Holly Bertone was riding in a Metro car during rush hour one hot August afternoon in 2010 when she receieved a call she could barely hear.
It was her 39th birthday, and on the track between Braddock and King streets, the caller's words finally broke through: "You have breast cancer."
“My doctor was actually on vacation, so someone else from her office called me,” Bertone said. “The train was packed and you could barely hear...I’m on my cell phone and a doctor who I’d never talked to before said, ‘I’m sorry to tell you, you have breast cancer.”
A few months prior to receiving this news, Bertone said she discovered an unusual lump in her breast in early July and immediately scheduled an appointment with her primary doctor.
Her doctor explained it was common for women under 40 to have “lumpy, fibrous breasts,” but it was best to schedule a mammogram and additional tests to be on the safe side. After taking the mammogram, the doctors told her Bertone needed to be scheduled for a biopsy.
“It was then that I knew that this was bad,” Bertone said. “I didn’t have to wait for the doctor to actually call and tell me. I knew at that point that it was bad.”
When she received the news, Bertone said it was still a shock for it to officially have the words spoken. “I was expecting it, but it’s still a ton of bricks when you get the phone call,” she said.
Two days after receiving the news, Bertone’s boyfriend proposed to her. She said they had been looking at rings and planning, so the proposal wasn’t a complete surprise. Bertone said her boyfriend, Carter — who’s now her husband — “took the news like a champ, and was very supportive.”

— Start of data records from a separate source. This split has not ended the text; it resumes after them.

//! Scroll-triggered reveals and AR hotspot overlays for viewfinder showcase pages.
//!
//! The crate has two engines that share one caller-driven clock ([`Millis`]):
//!
//! - A [`RevealScheduler`] that watches element visibility through an [`IntersectionSource`]
//!   and plays each element's one-shot entrance transition exactly once.
//! - A [`MountedViewfinder`] overlay that places hotspot markers and tooltip cards at
//!   fractional positions of a resizable box, runs the marker loops, and fills progress bars.
//!
//! [`PageSpec`] describes a whole page as JSON; [`Showcase`] mounts it against a scrolling
//! [`GeometryObserver`].
#![forbid(unsafe_code)]

mod foundation;

/// Easing curves, tweens, loops and visual states.
pub mod animation;
/// Visibility observation.
pub mod observe;
/// Hotspot overlays over viewfinder boxes.
pub mod overlay;
/// Page descriptions and the showcase runtime.
pub mod page;
/// One-shot reveal scheduling.
pub mod reveal;

pub use crate::foundation::core::{Anchor, Edges, Millis, Point, Rect, Size, Vec2};
pub use crate::foundation::error::{ViewfinderError, ViewfinderResult};

pub use crate::animation::cycle::{Cycle, CycleKey, LoopMode, RunningCycle};
pub use crate::animation::ease::Ease;
pub use crate::animation::ops::{stagger, stagger_timings};
pub use crate::animation::state::{Lerp, StatePreset, VisualState};
pub use crate::animation::tween::{Timing, Tween};
pub use crate::observe::{
    GeometryObserver, IntersectionRecord, IntersectionSource, ManualObserver, TargetId,
    Unsupported, visible_ratio,
};
pub use crate::overlay::engine::{HotspotFrame, MountedViewfinder, OverlayFrame};
pub use crate::overlay::hotspot::{
    Hotspot, ProgressIndicator, ProgressState, PulseKind, ResolvedHotspot, Tooltip,
};
pub use crate::overlay::viewfinder::{LaunchKind, LaunchSlot, MediaRef, Viewfinder};
pub use crate::page::model::{
    Bounds, ElementSpec, ObserverKind, PageSpec, RevealOptions, StateRef, ViewfinderSpec,
};
pub use crate::page::preset::ar_suite;
pub use crate::page::showcase::{ElementFrame, Showcase, ShowcaseFrame};
pub use crate::reveal::phase::{RevealPhase, Trigger};
pub use crate::reveal::scheduler::{RevealEvent, RevealHandle, RevealScheduler, RevealSpec};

“He knows that I like doing things for myself, so during all my treatment he helped me when I needed help, but also let me do things for myself because that’s what I needed to keep my sanity,” Bertone said.
After receiving the breast cancer diagnosis, Bertone underwent a lumpectomy — which she jokingly referred to as “a silly name for something so serious.” She also went through chemotherapy and radiation.
Fortunately, it was a slow-growing tumor and Bertone and her doctors detected it at an early stage.
“It’s one of those things where when you have cancer, you can fight,” Bertone said. “You wake up and you fight every single minute of every single day. You have to do everything that you possibly can to beat it, to get it out of your body and get healthy again.”
Bertone said family members and loved ones can help with things around the house such as meals, but they’re really helpless to the actual situation and it’s sometimes tougher on them. This is what Bertone said was most frustrating to her fiance because he couldn’t make her feel better.
“It's just having to have faith in God, and the doctors and the medicine would take care of it,” Bertone said.
Bertone’s cancer treatments ended March of 2011, and she and Carter were married 10 days later.
“I was pretty sick and bald on our wedding day,” she said, “but it was worth it.”
Bertone said there were days she felt low during and after her treatment, but she wanted to pick herself up as well as help other women who had cancer and felt the same way. To put out a positive message, Bertone created the Coconut Head’s Cancer Survival Guide, a website to help boost women’s self-esteem during cancer treatment.
Kickbox for a Cure
On Saturday, Bertone and other supporters will participate in the Kickbox for a Cure fundraiser event at the Northern Virginia Mixed Martial Arts Gym in Arlington. It begins at noon.
Before moving to Mount Vernon, Bertone often took kickboxing classes at the gym. When she received the email about Kickbox for a Cure, she contacted Chau Bui, co-owner and program director of NOVA MMA Gym, to thank her for hosting the event and to show her support.
Bui said they partnered with Avon Foundation for Women, and the event will recognize October as Breast Cancer Awarenes Month and raise money for the Avon Walk in Washington, D.C. in May 2013.
“We wanted to do a fundraiser, so we thought it was a good idea to partner up with a fundraising organization so we can do something different,” Bui said. “We have a large presence of women at our gym; I thought we could support something like breast cancer research because it’s a good cause.”
During the event, participants will pay $30 for a fun hour-long kickboxing class. There are different times throughout the day when supporters can participate.
“It just like a fun cardio, kickboxing twist,” Bui said. “It’s a full body workout. We have people coming in who have never done kickboxing before, so we’re catering to everyone. The purpose of the event is to have fun, so they don’t really need to know kickboxing to join in on this class.”
Kickbox for a cure has currently raised about $1,600. Bui said for the Avon Walk, one person has to raise at least $1,800, so she hopes Saturday’s event will raise about $2,500 for the cause.